=== TASK REQUIREMENTS ===
Check each line of the entries below for the string "user"; copy every line where it appears.

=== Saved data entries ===
----
// SPDX-License-Identifier: MIT
// Copyright 2026 Roland Dreier <roland@kernel.org>

//! Data models for the application.

pub mod exchange;
pub mod user;

pub use exchange::ExchangeRequest;
pub use user::UserCredentials;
----
=== YOUR RESPONSE ===
pub mod user;
pub use user::UserCredentials;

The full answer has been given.